Listed records Block Start

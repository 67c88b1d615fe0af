//! Login, session check, and takeover flows through the HTTP surface.

use axum::http::StatusCode;
use serde_json::json;

mod support;

use support::{bearer_token_for, post_json, seed_user, test_context, test_router, TestContext};

async fn login(
    app: &axum::Router,
    email: &str,
    password: &str,
    browser_id: &str,
) -> (StatusCode, serde_json::Value) {
    post_json(
        app,
        "/api/auth/login",
        None,
        json!({
            "email": email,
            "password": password,
            "page": "remote",
            "browserId": browser_id,
        }),
    )
    .await
}

async fn check_session(
    app: &axum::Router,
    token: &str,
    session_id: &str,
    browser_id: &str,
) -> (StatusCode, serde_json::Value) {
    post_json(
        app,
        "/api/session/check",
        Some(token),
        json!({
            "page": "remote",
            "sessionId": session_id,
            "browserId": browser_id,
        }),
    )
    .await
}

async fn seeded(ctx: &TestContext) -> signcast_backend::models::user::User {
    seed_user(ctx, "op@example.com", "hunter2").await
}

#[tokio::test]
async fn login_issues_token_and_session() {
    let ctx = test_context();
    let app = test_router(&ctx);
    seeded(&ctx).await;

    let (status, body) = login(&app, "op@example.com", "hunter2", "browser-a").await;
    assert_eq!(status, StatusCode::OK);
    assert!(body["token"].is_string());
    assert!(body["sessionId"].is_string());
    assert_eq!(body["user"]["email"], "op@example.com");

    let active = ctx
        .state
        .sessions
        .get_active_session()
        .await
        .expect("session created");
    assert_eq!(active.browser_id, "browser-a");
}

#[tokio::test]
async fn login_rejects_bad_credentials() {
    let ctx = test_context();
    let app = test_router(&ctx);
    seeded(&ctx).await;

    let (status, body) = login(&app, "op@example.com", "wrong", "browser-a").await;
    assert_eq!(status, StatusCode::UNAUTHORIZED);
    assert_eq!(body["code"], "UNAUTHORIZED");

    let (status, _) = login(&app, "nobody@example.com", "hunter2", "browser-a").await;
    assert_eq!(status, StatusCode::UNAUTHORIZED);
}

#[tokio::test]
async fn session_check_refreshes_own_session() {
    let ctx = test_context();
    let app = test_router(&ctx);
    seeded(&ctx).await;

    let (_, body) = login(&app, "op@example.com", "hunter2", "browser-a").await;
    let token = body["token"].as_str().expect("token").to_string();
    let session_id = body["sessionId"].as_str().expect("session id").to_string();

    let (status, body) = check_session(&app, &token, &session_id, "browser-a").await;
    assert_eq!(status, StatusCode::OK);
    assert_eq!(body["success"], true);
    assert_eq!(body["email"], "op@example.com");
    assert_eq!(body["page"], "remote");
}

#[tokio::test]
async fn conflicting_browser_is_forced_out_with_marker() {
    let ctx = test_context();
    let app = test_router(&ctx);
    seeded(&ctx).await;

    // Browser A logs in and holds the session.
    let (_, body_a) = login(&app, "op@example.com", "hunter2", "browser-a").await;
    let token_a = body_a["token"].as_str().expect("token").to_string();

    // Browser B takes over via the default forced-login path.
    let (status, body_b) = login(&app, "op@example.com", "hunter2", "browser-b").await;
    assert_eq!(status, StatusCode::OK);
    let session_b = body_b["sessionId"].as_str().expect("session id");

    let rows = {
        use signcast_backend::repositories::SessionStoreTrait;
        ctx.sessions.all_sessions().await.expect("list sessions")
    };
    assert_eq!(rows.len(), 1, "takeover leaves a single session");
    assert_eq!(rows[0].session_id, session_b);

    // Browser A's next periodic check hits the concurrent-session wall and
    // must log itself out.
    let session_a = body_a["sessionId"].as_str().expect("session id");
    let (status, body) = check_session(&app, &token_a, session_a, "browser-a").await;
    assert_eq!(status, StatusCode::FORBIDDEN);
    assert_eq!(body["error"], "concurrent_session");
    assert_eq!(body["activeUser"], "op@example.com");
    assert_eq!(body["activePage"], "remote");
}

#[tokio::test]
async fn session_heartbeat_touches_last_seen() {
    let ctx = test_context();
    let app = test_router(&ctx);
    let user = seeded(&ctx).await;
    let token = bearer_token_for(&user);

    // Without a session the heartbeat is a no-op.
    let (status, body) = post_json(&app, "/api/session/heartbeat", Some(&token), json!({})).await;
    assert_eq!(status, StatusCode::OK);
    assert_eq!(body["success"], false);

    login(&app, "op@example.com", "hunter2", "browser-a").await;

    let (status, body) = post_json(&app, "/api/session/heartbeat", Some(&token), json!({})).await;
    assert_eq!(status, StatusCode::OK);
    assert_eq!(body["success"], true);
}

#[tokio::test]
async fn logout_clears_the_active_session() {
    let ctx = test_context();
    let app = test_router(&ctx);
    seeded(&ctx).await;

    let (_, body) = login(&app, "op@example.com", "hunter2", "browser-a").await;
    let token = body["token"].as_str().expect("token").to_string();

    let (status, _) = post_json(&app, "/api/auth/logout", Some(&token), json!({})).await;
    assert_eq!(status, StatusCode::OK);

    assert!(ctx.state.sessions.get_active_session().await.is_none());
}

#[tokio::test]
async fn check_requires_auth() {
    let ctx = test_context();
    let app = test_router(&ctx);

    let (status, _) = post_json(
        &app,
        "/api/session/check",
        None,
        json!({"page": "remote", "sessionId": "s", "browserId": "b"}),
    )
    .await;
    assert_eq!(status, StatusCode::UNAUTHORIZED);
}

Listed records Block End

> **Problem details**
Please transcribe each entry exactly, keeping every word as it is.

> **Solution for this task**
repository 67c88b1d615fe0af
//! Login, session check, and takeover flows through the HTTP surface.

use axum::http::StatusCode;
use serde_json::json;

mod support;

use support::{bearer_token_for, post_json, seed_user, test_context, test_router, TestContext};

async fn login(
    app: &axum::Router,
    email: &str,
    password: &str,
    browser_id: &str,
) -> (StatusCode, serde_json::Value) {
    post_json(
        app,
        "/api/auth/login",
        None,
        json!({
            "email": email,
            "password": password,
            "page": "remote",
            "browserId": browser_id,
        }),
    )
    .await
}

async fn check_session(
    app: &axum::Router,
    token: &str,
    session_id: &str,
    browser_id: &str,
) -> (StatusCode, serde_json::Value) {
    post_json(
        app,
        "/api/session/check",
        Some(token),
        json!({
            "page": "remote",
            "sessionId": session_id,
            "browserId": browser_id,
        }),
    )
    .await
}

async fn seeded(ctx: &TestContext) -> signcast_backend::models::user::User {
    seed_user(ctx, "op@example.com", "hunter2").await
}

#[tokio::test]
async fn login_issues_token_and_session() {
    let ctx = test_context();
    let app = test_router(&ctx);
    seeded(&ctx).await;

    let (status, body) = login(&app, "op@example.com", "hunter2", "browser-a").await;
    assert_eq!(status, StatusCode::OK);
    assert!(body["token"].is_string());
    assert!(body["sessionId"].is_string());
    assert_eq!(body["user"]["email"], "op@example.com");

    let active = ctx
        .state
        .sessions
        .get_active_session()
        .await
        .expect("session created");
    assert_eq!(active.browser_id, "browser-a");
}

#[tokio::test]
async fn login_rejects_bad_credentials() {
    let ctx = test_context();
    let app = test_router(&ctx);
    seeded(&ctx).await;

    let (status, body) = login(&app, "op@example.com", "wrong", "browser-a").await;
    assert_eq!(status, StatusCode::UNAUTHORIZED);
    assert_eq!(body["code"], "UNAUTHORIZED");

    let (status, _) = login(&app, "nobody@example.com", "hunter2", "browser-a").await;
    assert_eq!(status, StatusCode::UNAUTHORIZED);
}

#[tokio::test]
async fn session_check_refreshes_own_session() {
    let ctx = test_context();
    let app = test_router(&ctx);
    seeded(&ctx).await;

    let (_, body) = login(&app, "op@example.com", "hunter2", "browser-a").await;
    let token = body["token"].as_str().expect("token").to_string();
    let session_id = body["sessionId"].as_str().expect("session id").to_string();

    let (status, body) = check_session(&app, &token, &session_id, "browser-a").await;
    assert_eq!(status, StatusCode::OK);
    assert_eq!(body["success"], true);
    assert_eq!(body["email"], "op@example.com");
    assert_eq!(body["page"], "remote");
}

#[tokio::test]
async fn conflicting_browser_is_forced_out_with_marker() {
    let ctx = test_context();
    let app = test_router(&ctx);
    seeded(&ctx).await;

    // Browser A logs in and holds the session.
    let (_, body_a) = login(&app, "op@example.com", "hunter2", "browser-a").await;
    let token_a = body_a["token"].as_str().expect("token").to_string();

    // Browser B takes over via the default forced-login path.
    let (status, body_b) = login(&app, "op@example.com", "hunter2", "browser-b").await;
    assert_eq!(status, StatusCode::OK);
    let session_b = body_b["sessionId"].as_str().expect("session id");

    let rows = {
        use signcast_backend::repositories::SessionStoreTrait;
        ctx.sessions.all_sessions().await.expect("list sessions")
    };
    assert_eq!(rows.len(), 1, "takeover leaves a single session");
    assert_eq!(rows[0].session_id, session_b);

    // Browser A's next periodic check hits the concurrent-session wall and
    // must log itself out.
    let session_a = body_a["sessionId"].as_str().expect("session id");
    let (status, body) = check_session(&app, &token_a, session_a, "browser-a").await;
    assert_eq!(status, StatusCode::FORBIDDEN);
    assert_eq!(body["error"], "concurrent_session");
    assert_eq!(body["activeUser"], "op@example.com");
    assert_eq!(body["activePage"], "remote");
}

#[tokio::test]
async fn session_heartbeat_touches_last_seen() {
    let ctx = test_context();
    let app = test_router(&ctx);
    let user = seeded(&ctx).await;
    let token = bearer_token_for(&user);

    // Without a session the heartbeat is a no-op.
    let (status, body) = post_json(&app, "/api/session/heartbeat", Some(&token), json!({})).await;
    assert_eq!(status, StatusCode::OK);
    assert_eq!(body["success"], false);

    login(&app, "op@example.com", "hunter2", "browser-a").await;

    let (status, body) = post_json(&app, "/api/session/heartbeat", Some(&token), json!({})).await;
    assert_eq!(status, StatusCode::OK);
    assert_eq!(body["success"], true);
}

#[tokio::test]
async fn logout_clears_the_active_session() {
    let ctx = test_context();
    let app = test_router(&ctx);
    seeded(&ctx).await;

    let (_, body) = login(&app, "op@example.com", "hunter2", "browser-a").await;
    let token = body["token"].as_str().expect("token").to_string();

    let (status, _) = post_json(&app, "/api/auth/logout", Some(&token), json!({})).await;
    assert_eq!(status, StatusCode::OK);

    assert!(ctx.state.sessions.get_active_session().await.is_none());
}

#[tokio::test]
async fn check_requires_auth() {
    let ctx = test_context();
    let app = test_router(&ctx);

    let (status, _) = post_json(
        &app,
        "/api/session/check",
        None,
        json!({"page": "remote", "sessionId": "s", "browserId": "b"}),
    )
    .await;
    assert_eq!(status, StatusCode::UNAUTHORIZED);
}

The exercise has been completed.